* Problem requirements *
From the entries below, output the line with "Reconnect backoff policy." and each following line up to and including the line with "let shave: f64", exactly as written.

* Exercise material *

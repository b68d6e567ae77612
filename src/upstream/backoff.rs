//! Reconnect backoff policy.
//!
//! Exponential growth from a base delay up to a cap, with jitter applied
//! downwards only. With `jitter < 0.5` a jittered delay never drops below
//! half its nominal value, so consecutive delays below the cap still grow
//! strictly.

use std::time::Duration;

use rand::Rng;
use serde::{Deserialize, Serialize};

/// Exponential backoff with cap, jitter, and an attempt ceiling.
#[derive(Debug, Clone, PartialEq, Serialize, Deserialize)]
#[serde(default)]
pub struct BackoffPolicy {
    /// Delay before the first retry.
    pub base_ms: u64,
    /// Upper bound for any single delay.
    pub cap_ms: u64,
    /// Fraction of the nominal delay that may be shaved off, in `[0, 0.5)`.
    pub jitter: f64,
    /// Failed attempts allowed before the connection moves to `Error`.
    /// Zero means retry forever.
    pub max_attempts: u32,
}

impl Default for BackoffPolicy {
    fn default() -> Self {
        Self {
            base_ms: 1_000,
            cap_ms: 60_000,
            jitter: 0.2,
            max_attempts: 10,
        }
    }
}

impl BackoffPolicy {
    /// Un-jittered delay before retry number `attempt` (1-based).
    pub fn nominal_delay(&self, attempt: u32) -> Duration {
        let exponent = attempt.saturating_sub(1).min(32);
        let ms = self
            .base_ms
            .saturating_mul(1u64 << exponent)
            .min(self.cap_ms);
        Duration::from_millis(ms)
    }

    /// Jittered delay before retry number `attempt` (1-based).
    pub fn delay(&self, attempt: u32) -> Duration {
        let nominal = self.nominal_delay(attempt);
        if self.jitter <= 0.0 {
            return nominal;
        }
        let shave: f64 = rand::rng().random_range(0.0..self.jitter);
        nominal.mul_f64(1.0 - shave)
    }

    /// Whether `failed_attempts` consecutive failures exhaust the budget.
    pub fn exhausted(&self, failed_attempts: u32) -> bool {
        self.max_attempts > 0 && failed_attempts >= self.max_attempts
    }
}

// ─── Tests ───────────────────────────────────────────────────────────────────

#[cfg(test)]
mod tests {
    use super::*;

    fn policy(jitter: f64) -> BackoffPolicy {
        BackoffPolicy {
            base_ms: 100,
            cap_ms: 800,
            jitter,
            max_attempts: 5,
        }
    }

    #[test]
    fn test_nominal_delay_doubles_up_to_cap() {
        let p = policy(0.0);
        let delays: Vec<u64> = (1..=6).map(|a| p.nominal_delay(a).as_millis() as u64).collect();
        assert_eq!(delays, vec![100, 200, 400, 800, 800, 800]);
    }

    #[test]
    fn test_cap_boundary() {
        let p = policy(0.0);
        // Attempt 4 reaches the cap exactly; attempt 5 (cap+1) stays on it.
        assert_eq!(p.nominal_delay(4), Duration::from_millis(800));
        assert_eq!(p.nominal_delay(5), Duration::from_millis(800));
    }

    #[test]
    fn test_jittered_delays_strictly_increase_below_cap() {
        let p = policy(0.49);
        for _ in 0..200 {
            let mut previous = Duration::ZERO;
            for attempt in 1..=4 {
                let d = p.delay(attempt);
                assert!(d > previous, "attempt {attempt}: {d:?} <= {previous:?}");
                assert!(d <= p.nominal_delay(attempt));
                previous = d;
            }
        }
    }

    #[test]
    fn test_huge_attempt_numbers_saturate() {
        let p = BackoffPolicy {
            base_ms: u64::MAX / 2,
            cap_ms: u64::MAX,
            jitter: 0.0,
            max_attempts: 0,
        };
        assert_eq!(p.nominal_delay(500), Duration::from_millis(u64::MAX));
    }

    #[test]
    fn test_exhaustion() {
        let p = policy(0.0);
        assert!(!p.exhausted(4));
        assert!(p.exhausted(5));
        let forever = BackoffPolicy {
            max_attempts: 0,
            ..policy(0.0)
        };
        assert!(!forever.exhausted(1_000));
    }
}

==

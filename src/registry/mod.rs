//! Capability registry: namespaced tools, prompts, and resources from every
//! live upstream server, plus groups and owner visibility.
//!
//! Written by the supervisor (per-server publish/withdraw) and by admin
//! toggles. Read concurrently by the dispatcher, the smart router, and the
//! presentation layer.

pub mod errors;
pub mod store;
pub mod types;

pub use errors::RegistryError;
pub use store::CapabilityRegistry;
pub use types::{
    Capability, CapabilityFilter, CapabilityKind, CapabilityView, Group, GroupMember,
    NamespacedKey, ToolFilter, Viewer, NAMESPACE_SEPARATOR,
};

* Solution below *
//! Reconnect backoff policy.
//!
//! Exponential growth from a base delay up to a cap, with jitter applied
//! downwards only. With `jitter < 0.5` a jittered delay never drops below
//! half its nominal value, so consecutive delays below the cap still grow
//! strictly.

use std::time::Duration;

use rand::Rng;
use serde::{Deserialize, Serialize};

/// Exponential backoff with cap, jitter, and an attempt ceiling.
#[derive(Debug, Clone, PartialEq, Serialize, Deserialize)]
#[serde(default)]
pub struct BackoffPolicy {
    /// Delay before the first retry.
    pub base_ms: u64,
    /// Upper bound for any single delay.
    pub cap_ms: u64,
    /// Fraction of the nominal delay that may be shaved off, in `[0, 0.5)`.
    pub jitter: f64,
    /// Failed attempts allowed before the connection moves to `Error`.
    /// Zero means retry forever.
    pub max_attempts: u32,
}

impl Default for BackoffPolicy {
    fn default() -> Self {
        Self {
            base_ms: 1_000,
            cap_ms: 60_000,
            jitter: 0.2,
            max_attempts: 10,
        }
    }
}

impl BackoffPolicy {
    /// Un-jittered delay before retry number `attempt` (1-based).
    pub fn nominal_delay(&self, attempt: u32) -> Duration {
        let exponent = attempt.saturating_sub(1).min(32);
        let ms = self
            .base_ms
            .saturating_mul(1u64 << exponent)
            .min(self.cap_ms);
        Duration::from_millis(ms)
    }

    /// Jittered delay before retry number `attempt` (1-based).
    pub fn delay(&self, attempt: u32) -> Duration {
        let nominal = self.nominal_delay(attempt);
        if self.jitter <= 0.0 {
            return nominal;
        }
        let shave: f64 = rand::rng().random_range(0.0..self.jitter);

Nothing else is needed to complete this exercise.